Join us December 16 at 1600 CET to hear John Eicher present “A Digital History Approach to Analyzing Memories of the 1918 Flu Pandemic.” (contact firstname.lastname@example.org if you need a link)
Humanistic accounts of the 1918 influenza pandemic generally fall under two categories: socio-cultural histories that rely on journalistic and artistic sources and political/administrative histories that rely on government and bureaucratic sources. Both approaches overwhelmingly focus on urban populations and are framed at the regional or national levels. Working with a collection of nearly 1,000 first-hand accounts of the 1918 flu gathered from across 10 countries, my project, “The Sword Outside, the Plague Within,” aims to be the first transnational socio-cultural history of the pandemic in the European context. This presentation provides an overview of the digital tools and methods that I am using to gather data from the letters, and it demonstrates how researchers can use quantitative digital history techniques for qualitative analysis.

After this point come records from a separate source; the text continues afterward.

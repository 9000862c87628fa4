//! Tool and toolset contracts.
//!
//! Tools execute actions for the model and buffer state/artifact effects
//! through their [`ToolContext`]; the flow applies those effects centrally.

use crate::context::{InvocationContext, ToolContext};
use async_trait::async_trait;
use futures::future::BoxFuture;
use schemars::JsonSchema;
use serde::de::DeserializeOwned;
use serde::{Deserialize, Serialize};
use serde_json::{Map, Value};
use std::sync::Arc;
use thiserror::Error;

/// JSON-Schema function-calling declaration advertised to the model.
#[derive(Debug, Clone, PartialEq, Serialize, Deserialize)]
pub struct FunctionDeclaration {
    pub name: String,
    pub description: String,
    /// Parameter schema: `{type: "object", properties, required}`.
    pub parameters: Value,
}

impl FunctionDeclaration {
    pub fn new(name: impl Into<String>, description: impl Into<String>) -> Self {
        Self {
            name: name.into(),
            description: description.into(),
            parameters: serde_json::json!({"type": "object", "properties": {}}),
        }
    }

    #[must_use]
    pub fn with_parameters(mut self, schema: Value) -> Self {
        self.parameters = schema;
        self
    }
}

/// Tool execution errors.
#[derive(Debug, Error)]
pub enum ToolError {
    #[error("invalid arguments: {0}")]
    InvalidArguments(String),

    #[error("execution failed: {0}")]
    ExecutionFailed(String),

    #[error("tool not found: {0}")]
    NotFound(String),

    #[error("tool call timed out after {0} ms")]
    Timeout(u64),

    #[error("tool call cancelled")]
    Cancelled,

    #[error("internal error: {0}")]
    Internal(String),
}

/// An action the model may invoke.
///
/// Long-running tools return an immediate placeholder; their real result
/// arrives later as an external function-response message and the flow
/// records the call id on the yielded event.
#[async_trait]
pub trait Tool: Send + Sync {
    /// Declaration shown to the model.
    fn declaration(&self) -> FunctionDeclaration;

    /// Whether this tool resolves out-of-band.
    fn is_long_running(&self) -> bool {
        false
    }

    /// Validate arguments against the declared parameter schema before
    /// execution. Override to customise or skip.
    fn validate_args(&self, args: &Value) -> Result<(), ToolError> {
        validate_against_schema(&self.declaration().parameters, args)
    }

    /// Execute the tool. State and artifact effects go through `ctx`; the
    /// returned map becomes the function-response payload.
    async fn run(
        &self,
        args: Map<String, Value>,
        ctx: &mut ToolContext,
    ) -> Result<Map<String, Value>, ToolError>;
}

/// A dynamic source of tools, resolved per invocation.
#[async_trait]
pub trait Toolset: Send + Sync {
    fn name(&self) -> &str;

    /// Tools contributed for this invocation. A failure here degrades to an
    /// empty contribution at the call site; it never aborts the turn.
    async fn tools(&self, ctx: &InvocationContext) -> Result<Vec<Arc<dyn Tool>>, ToolError>;
}

/// Validate a JSON value against a JSON Schema.
pub fn validate_against_schema(schema: &Value, args: &Value) -> Result<(), ToolError> {
    let validator = jsonschema::Validator::new(schema)
        .map_err(|e| ToolError::Internal(format!("invalid tool schema: {e}")))?;
    if validator.is_valid(args) {
        return Ok(());
    }
    let errors: Vec<String> = validator.iter_errors(args).map(|e| e.to_string()).collect();
    Err(ToolError::InvalidArguments(errors.join("; ")))
}

// ---------------------------------------------------------------------------
// TypedTool – strongly-typed tool with automatic schema generation
// ---------------------------------------------------------------------------

/// Strongly-typed variant of [`Tool`] with automatic JSON Schema generation.
///
/// Implement this instead of [`Tool`] when the parameter shape is fixed;
/// a blanket impl provides [`Tool`] automatically.
#[async_trait]
pub trait TypedTool: Send + Sync {
    /// Argument type — must derive `Deserialize` and `JsonSchema`.
    type Args: DeserializeOwned + JsonSchema + Send;

    /// Unique tool name (snake_case).
    fn tool_name(&self) -> &str;

    /// Description shown to the model.
    fn description(&self) -> &str;

    fn is_long_running(&self) -> bool {
        false
    }

    /// Optional business-logic validation after deserialization.
    fn validate(&self, _args: &Self::Args) -> Result<(), String> {
        Ok(())
    }

    /// Execute with typed arguments.
    async fn run(
        &self,
        args: Self::Args,
        ctx: &mut ToolContext,
    ) -> Result<Map<String, Value>, ToolError>;
}

#[async_trait]
impl<T: TypedTool> Tool for T {
    fn declaration(&self) -> FunctionDeclaration {
        FunctionDeclaration::new(self.tool_name(), self.description())
            .with_parameters(typed_tool_schema::<T::Args>())
    }

    fn is_long_running(&self) -> bool {
        TypedTool::is_long_running(self)
    }

    /// Skips JSON Schema validation — `from_value` deserialization covers it.
    fn validate_args(&self, _args: &Value) -> Result<(), ToolError> {
        Ok(())
    }

    async fn run(
        &self,
        args: Map<String, Value>,
        ctx: &mut ToolContext,
    ) -> Result<Map<String, Value>, ToolError> {
        let typed: T::Args = serde_json::from_value(Value::Object(args))
            .map_err(|e| ToolError::InvalidArguments(e.to_string()))?;
        self.validate(&typed).map_err(ToolError::InvalidArguments)?;
        TypedTool::run(self, typed, ctx).await
    }
}

/// Generate a JSON Schema `Value` from a type implementing `JsonSchema`.
fn typed_tool_schema<T: JsonSchema>() -> Value {
    let mut v = serde_json::to_value(schemars::schema_for!(T))
        .unwrap_or_else(|_| serde_json::json!({"type": "object", "properties": {}}));
    // Strip the $schema key — providers don't need it.
    if let Some(obj) = v.as_object_mut() {
        obj.remove("$schema");
    }
    v
}

// ---------------------------------------------------------------------------
// FunctionTool – closure-backed tool for simple handlers
// ---------------------------------------------------------------------------

type FunctionHandler = Arc<
    dyn Fn(Map<String, Value>) -> BoxFuture<'static, Result<Map<String, Value>, ToolError>>
        + Send
        + Sync,
>;

/// A tool backed by an async closure over its arguments. Handlers needing
/// context access implement [`Tool`] directly.
#[derive(Clone)]
pub struct FunctionTool {
    declaration: FunctionDeclaration,
    long_running: bool,
    handler: FunctionHandler,
}

impl FunctionTool {
    pub fn new<F, Fut>(declaration: FunctionDeclaration, handler: F) -> Self
    where
        F: Fn(Map<String, Value>) -> Fut + Send + Sync + 'static,
        Fut: std::future::Future<Output = Result<Map<String, Value>, ToolError>> + Send + 'static,
    {
        Self {
            declaration,
            long_running: false,
            handler: Arc::new(move |args| Box::pin(handler(args))),
        }
    }

    #[must_use]
    pub fn long_running(mut self) -> Self {
        self.long_running = true;
        self
    }
}

#[async_trait]
impl Tool for FunctionTool {
    fn declaration(&self) -> FunctionDeclaration {
        self.declaration.clone()
    }

    fn is_long_running(&self) -> bool {
        self.long_running
    }

    async fn run(
        &self,
        args: Map<String, Value>,
        _ctx: &mut ToolContext,
    ) -> Result<Map<String, Value>, ToolError> {
        (self.handler)(args).await
    }
}

#[cfg(test)]
mod tests {
    use super::*;
    use serde_json::json;

    #[test]
    fn declaration_defaults_to_empty_object_schema() {
        let decl = FunctionDeclaration::new("t", "a tool");
        assert_eq!(decl.parameters["type"], json!("object"));
    }

    #[test]
    fn schema_validation_accepts_conforming_args() {
        let schema = json!({
            "type": "object",
            "properties": {"q": {"type": "string"}},
            "required": ["q"],
        });
        assert!(validate_against_schema(&schema, &json!({"q": "rust"})).is_ok());
    }

    #[test]
    fn schema_validation_rejects_missing_required() {
        let schema = json!({
            "type": "object",
            "properties": {"q": {"type": "string"}},
            "required": ["q"],
        });
        let err = validate_against_schema(&schema, &json!({})).unwrap_err();
        assert!(matches!(err, ToolError::InvalidArguments(_)));
    }

    #[derive(Deserialize, JsonSchema)]
    struct GreetArgs {
        name: String,
    }

    struct GreetTool;

    #[async_trait]
    impl TypedTool for GreetTool {
        type Args = GreetArgs;

        fn tool_name(&self) -> &str {
            "greet"
        }

        fn description(&self) -> &str {
            "Greet a user"
        }

        async fn run(
            &self,
            args: GreetArgs,
            _ctx: &mut ToolContext,
        ) -> Result<Map<String, Value>, ToolError> {
            let mut out = Map::new();
            out.insert("greeting".into(), json!(format!("Hello, {}!", args.name)));
            Ok(out)
        }
    }

    #[test]
    fn typed_tool_declaration_carries_generated_schema() {
        let tool = GreetTool;
        let decl = Tool::declaration(&tool);
        assert_eq!(decl.name, "greet");
        assert!(decl.parameters.get("$schema").is_none());
        let props = &decl.parameters["properties"];
        assert!(props.get("name").is_some());
    }
}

John Eicher is an Assistant Professor of Modern European History at Pennsylvania State University at Altoona. Focusing on the comparative and transnational, his research focuses on the movements of people and diseases around the world. His current project, “The Sword Outside, the Plague Within: The 1918 Influenza Pandemic in Europe,” compares the cultural impact of the 1918 flu across ten European countries using over 1,000 first-hand survivors’ accounts. This work was supported by the National Endowment for the Humanities, the American Council of Learned Societies, Penn State University and the Freiburg Institute for Advanced Studies, where he served as a Marie S. Curie Junior Fellow during the 2020-21 academic year.